No quarto, liguei a televisão e no canal local entrevistavam turistas internos dos Estados Unidos que tinham ido lá para a festa. Muitos vinham de mais de mil quilômetros de distância, ansiosos pelo desfile maravilhoso na virada do ano. Vários já tinham ido lá em anos anteriores e voltavam sempre, porque era bom demais. Ficamos curiosos.

À noite, vimos funcionários do hotel colocando cadeiras na calçada, diante da avenida do desfile e perguntamos se eram para os hóspedes. Sim, eram, mas para ocupar uma delas era preciso pagar dez dólares. Preferimos ficar no quarto – o casal amigo foi para o nosso, levando bebidas.

Das janelas de frente para a avenida, no quarto ou quinto andar, não me lembro, via-se talvez até melhor o desfile, do que numa cadeira da calçada. E aguardamos, até que enfim, lá veio ele.
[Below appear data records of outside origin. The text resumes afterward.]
// Copyright 2025-present Harīṣh Tummalachērla
// SPDX-License-Identifier: Apache-2.0

//! The building blocks of a search payload.
//!
//! A `Document` is what the builder works with: it still carries the full
//! `content` used for tokenizing. A `SearchItem` is what ships to clients:
//! the same record minus `content`. The payload pairs the item list with an
//! inverted index whose posting lists point into that list by position.
//!
//! # Invariants
//!
//! - **Document ids**: unique across one payload. The builder drops later
//!   duplicates; readers may assume uniqueness.
//! - **Postings**: every position in `index[token]` is `< items.len()`, and
//!   no position repeats within one posting list.
//! - **Positions are stable**: `items` order never changes after the build,
//!   so positions stay valid for the lifetime of one payload.

use serde::{Deserialize, Serialize};
use std::collections::BTreeMap;
use std::fmt;

/// Position of an item inside `SearchPayload::items`.
pub type DocPosition = u32;

/// Posting list: positions of the documents that contain one token,
/// in first-seen order.
pub type PostingList = Vec<DocPosition>;

/// Token → posting list.
///
/// A `BTreeMap` so the serialized object has sorted keys and two builds of
/// the same corpus differ only in `generatedAt`.
pub type InvertedIndex = BTreeMap<String, PostingList>;

/// Kind of searchable document.
///
/// The wire tag doubles as an index token, so searching for `project` or
/// `note` narrows results to that kind. Both tags are single tokens under
/// the query tokenizer; `lab-note` is still read as a note.
///
/// Tags this crate does not know (a payload from a newer builder) read as
/// `Other` instead of rejecting the whole payload.
#[derive(Debug, Clone, Copy, PartialEq, Eq, Hash, PartialOrd, Ord, Serialize, Deserialize)]
pub enum DocKind {
    #[serde(rename = "project")]
    Project,
    #[serde(rename = "note", alias = "lab-note")]
    LabNote,
    #[serde(rename = "other", other)]
    Other,
}

impl DocKind {
    /// Wire tag, also indexed as a single unsplit token.
    pub fn as_str(self) -> &'static str {
        match self {
            DocKind::Project => "project",
            DocKind::LabNote => "note",
            DocKind::Other => "other",
        }
    }

    /// Prefix used when deriving a document id from a slug.
    pub fn id_prefix(self) -> &'static str {
        match self {
            DocKind::Project => "project",
            DocKind::LabNote => "blog",
            DocKind::Other => "item",
        }
    }

    /// Human-readable label for result lists.
    pub fn label(self) -> &'static str {
        match self {
            DocKind::Project => "Project",
            DocKind::LabNote => "Lab Note",
            DocKind::Other => "Page",
        }
    }
}

impl fmt::Display for DocKind {
    fn fmt(&self, f: &mut fmt::Formatter<'_>) -> fmt::Result {
        f.write_str(self.as_str())
    }
}

/// A searchable unit, as seen by the index builder.
#[derive(Debug, Clone, PartialEq, Eq)]
pub struct Document {
    /// `<kind prefix>-<slug>`, stable across rebuilds.
    pub id: String,
    pub kind: DocKind,
    pub title: String,
    /// Canonical link used when a result is selected.
    pub url: String,
    /// Display order is insertion order.
    pub tags: Vec<String>,
    pub summary: String,
    /// Sanitized body text. Indexed, never shipped.
    pub content: String,
    /// ISO-8601 timestamp, used only as a ranking tie-break.
    pub date: Option<String>,
}

impl Document {
    /// Strip the private `content` field for serialization.
    pub fn to_item(&self) -> SearchItem {
        SearchItem {
            id: self.id.clone(),
            kind: self.kind,
            title: self.title.clone(),
            url: self.url.clone(),
            tags: self.tags.clone(),
            summary: self.summary.clone(),
            date: self.date.clone(),
        }
    }
}

/// A document as shipped in the payload: everything except `content`.
#[derive(Debug, Clone, PartialEq, Eq, Serialize, Deserialize)]
pub struct SearchItem {
    pub id: String,
    #[serde(rename = "type")]
    pub kind: DocKind,
    pub title: String,
    pub url: String,
    #[serde(default)]
    pub tags: Vec<String>,
    #[serde(default)]
    pub summary: String,
    #[serde(default, skip_serializing_if = "Option::is_none")]
    pub date: Option<String>,
}

/// The serialized snapshot served at `/search-index.json`.
#[derive(Debug, Clone, PartialEq, Eq, Serialize, Deserialize)]
#[serde(rename_all = "camelCase")]
pub struct SearchPayload {
    /// RFC 3339 UTC timestamp with millisecond precision.
    pub generated_at: String,
    pub items: Vec<SearchItem>,
    pub index: InvertedIndex,
}

/// One ranked hit: a payload position plus its accumulated score.
#[derive(Debug, Clone, Copy, PartialEq, Eq)]
pub struct RankedResult {
    pub position: usize,
    pub score: u32,
}
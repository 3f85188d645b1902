// Copyright 2025-present Harīṣh Tummalachērla
// SPDX-License-Identifier: Apache-2.0

//! Raw content entries and their normalization into `Document`.
//!
//! The site has two collections with different frontmatter. Projects carry a
//! `problem` statement and a string `date`; notes carry a `description` and a
//! `pubDate`. Each shape implements `SourceEntry`, and `Normalizer` turns any
//! of them into the common `Document`.

use serde::Deserialize;
use tracing::warn;

use super::manifest::Routes;
use crate::error::BuildDocumentError;
use crate::types::{DocKind, Document};
use crate::util::{parse_timestamp, resolve_slug, sanitize_slug, strip_markdown, to_iso_millis, SlugRegistry};

/// Where an entry came from, filled in by the loader.
#[derive(Clone, Debug, Default)]
pub struct EntryOrigin {
    /// Path shown in warnings.
    pub source_name: String,
    /// Slug derived from the file stem.
    pub entry_slug: String,
}

/// A project entry: `src/content/projects/*.md` frontmatter plus body.
#[derive(Deserialize, Clone, Debug, Default)]
#[serde(rename_all = "camelCase")]
pub struct ProjectEntry {
    #[serde(skip)]
    pub origin: EntryOrigin,
    pub slug: Option<String>,
    pub title: Option<String>,
    pub date: Option<String>,
    #[serde(default)]
    pub tags: Vec<String>,
    /// Problem statement, shown as the result summary.
    pub problem: Option<String>,
    pub description: Option<String>,
    #[serde(default)]
    pub body: String,
}

/// A blog / lab-note entry.
#[derive(Deserialize, Clone, Debug, Default)]
#[serde(rename_all = "camelCase")]
pub struct NoteEntry {
    #[serde(skip)]
    pub origin: EntryOrigin,
    pub slug: Option<String>,
    pub title: Option<String>,
    pub description: Option<String>,
    pub pub_date: Option<String>,
    pub tags: Option<Vec<String>>,
    #[serde(default)]
    pub body: String,
}

/// A collection shape the builder knows how to normalize.
pub trait SourceEntry {
    const KIND: DocKind;

    fn origin(&self) -> &EntryOrigin;

    fn origin_mut(&mut self) -> &mut EntryOrigin;

    fn into_document(self, normalizer: &mut Normalizer) -> Result<Document, BuildDocumentError>;
}

/// Normalization state shared across one build: routes and slug registry.
#[derive(Debug, Default)]
pub struct Normalizer {
    routes: Routes,
    project_slugs: SlugRegistry,
}

impl Normalizer {
    pub fn new(routes: Routes) -> Self {
        Self {
            routes,
            project_slugs: SlugRegistry::new(),
        }
    }

    pub fn normalize<E: SourceEntry>(&mut self, entry: E) -> Result<Document, BuildDocumentError> {
        entry.into_document(self)
    }
}

fn require_title(title: Option<String>, origin: &EntryOrigin) -> Result<String, BuildDocumentError> {
    match title {
        Some(title) if !title.trim().is_empty() => Ok(title),
        _ => Err(BuildDocumentError::MissingTitle {
            source_name: origin.source_name.clone(),
        }),
    }
}

impl SourceEntry for ProjectEntry {
    const KIND: DocKind = DocKind::Project;

    fn origin(&self) -> &EntryOrigin {
        &self.origin
    }

    fn origin_mut(&mut self) -> &mut EntryOrigin {
        &mut self.origin
    }

    fn into_document(self, normalizer: &mut Normalizer) -> Result<Document, BuildDocumentError> {
        let title = require_title(self.title, &self.origin)?;
        let base = resolve_slug(self.slug.as_deref(), &self.origin.entry_slug).ok_or_else(|| {
            BuildDocumentError::InvalidSlug {
                source_name: self.origin.source_name.clone(),
            }
        })?;
        let slug = normalizer.project_slugs.unique(&base);

        Ok(Document {
            id: format!("{}-{}", Self::KIND.id_prefix(), slug),
            kind: Self::KIND,
            title,
            url: normalizer.routes.project_url(&slug),
            tags: self.tags,
            summary: self.problem.or(self.description).unwrap_or_default(),
            content: strip_markdown(&self.body),
            date: self.date,
        })
    }
}

impl SourceEntry for NoteEntry {
    const KIND: DocKind = DocKind::LabNote;

    fn origin(&self) -> &EntryOrigin {
        &self.origin
    }

    fn origin_mut(&mut self) -> &mut EntryOrigin {
        &mut self.origin
    }

    fn into_document(self, normalizer: &mut Normalizer) -> Result<Document, BuildDocumentError> {
        let title = require_title(self.title, &self.origin)?;
        let slug = self
            .slug
            .map(|slug| sanitize_slug(&slug))
            .filter(|slug| !slug.is_empty())
            .unwrap_or_else(|| sanitize_slug(&self.origin.entry_slug));
        if slug.is_empty() {
            return Err(BuildDocumentError::InvalidSlug {
                source_name: self.origin.source_name,
            });
        }

        let date = self.pub_date.as_deref().and_then(|raw| {
            let parsed = parse_timestamp(raw).map(to_iso_millis);
            if parsed.is_none() {
                warn!(source = %self.origin.source_name, pub_date = raw, "unparseable pubDate; indexing without a date");
            }
            parsed
        });

        Ok(Document {
            id: format!("{}-{}", Self::KIND.id_prefix(), slug),
            kind: Self::KIND,
            title,
            url: normalizer.routes.note_url(&slug),
            tags: self.tags.unwrap_or_default(),
            summary: self.description.unwrap_or_default(),
            content: strip_markdown(&self.body),
            date,
        })
    }
}
// Copyright 2025-present Harīṣh Tummalachērla
// SPDX-License-Identifier: Apache-2.0

//! The shared tokenizer.
//!
//! A token is a maximal run of `[a-z0-9]` after ASCII case folding. Anything
//! else splits, including `-`, `_`, and every non-ASCII character. There is
//! no locale handling beyond ASCII folding.

/// Split `text` into lowercase alphanumeric tokens.
///
/// ```
/// use sitedex::tokenize;
///
/// assert_eq!(tokenize("Hello, World!!"), vec!["hello", "world"]);
/// assert_eq!(tokenize("a-b_c"), vec!["a", "b", "c"]);
/// assert!(tokenize("").is_empty());
/// ```
pub fn tokenize(text: &str) -> Vec<String> {
    text.split(|c: char| !c.is_ascii_alphanumeric())
        .filter(|token| !token.is_empty())
        .map(str::to_ascii_lowercase)
        .collect()
}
Era como uma fanfarra com balizas (aquelas meninas fazendo malabarismo na frente) e alguns carros alegóricos, um deles com uma Minnie (do Walt Disney) e um Mickey bem grandes, virando a cabeça de um lado pro outro e acenando para a multidão, que vibrava bastante, e em cima dos carros alegóricos, moças jogando balas para o público.

Ficamos pasmos: é isso? A grande festa, o desfile que atrai gente de longe é isso? Não era à toa que um desfile de escola de samba era tão admirado no mundo todo.

No dia seguinte, estivemos na rua 8, “Calle otcho”, na pronúncia hispânica, ocupada por cubanos refugiados e boa parte da escória da América Latina. Jantamos lá, num restaurante hondurenho, comida parecida com a brasileira. Tanto neste como em outros restaurantes típicos dos países do continente, quase todas as comidas incluíam “plátanos” (bananas). Boa comida, só não dava para conversar sobre política, né? Muitas pessoas ali (talvez a maioria) eram apoiadoras de ditaduras que um dia massacraram opositores em seus países, e com o fim delas, se refugiaram no lugar preferido desse tipo de gente.

Bom... Dia 2 estávamos no aeroporto esperando o avião para voltar ao Brasil. Eram tantas compras dos brasileiros deslumbrados que a bagagem despachada não estava cabendo no bagageiro. Muita coisa teve que ser levada nas mãos dos passageiros, extrapolando inclusive o espaço para bagagem de mão. Tinha de tudo, coisas grandes, como aparelhos de TV e fornos elétricos. Mais baratos que no Brasil? Talvez. Mas valia a pena? Sei não...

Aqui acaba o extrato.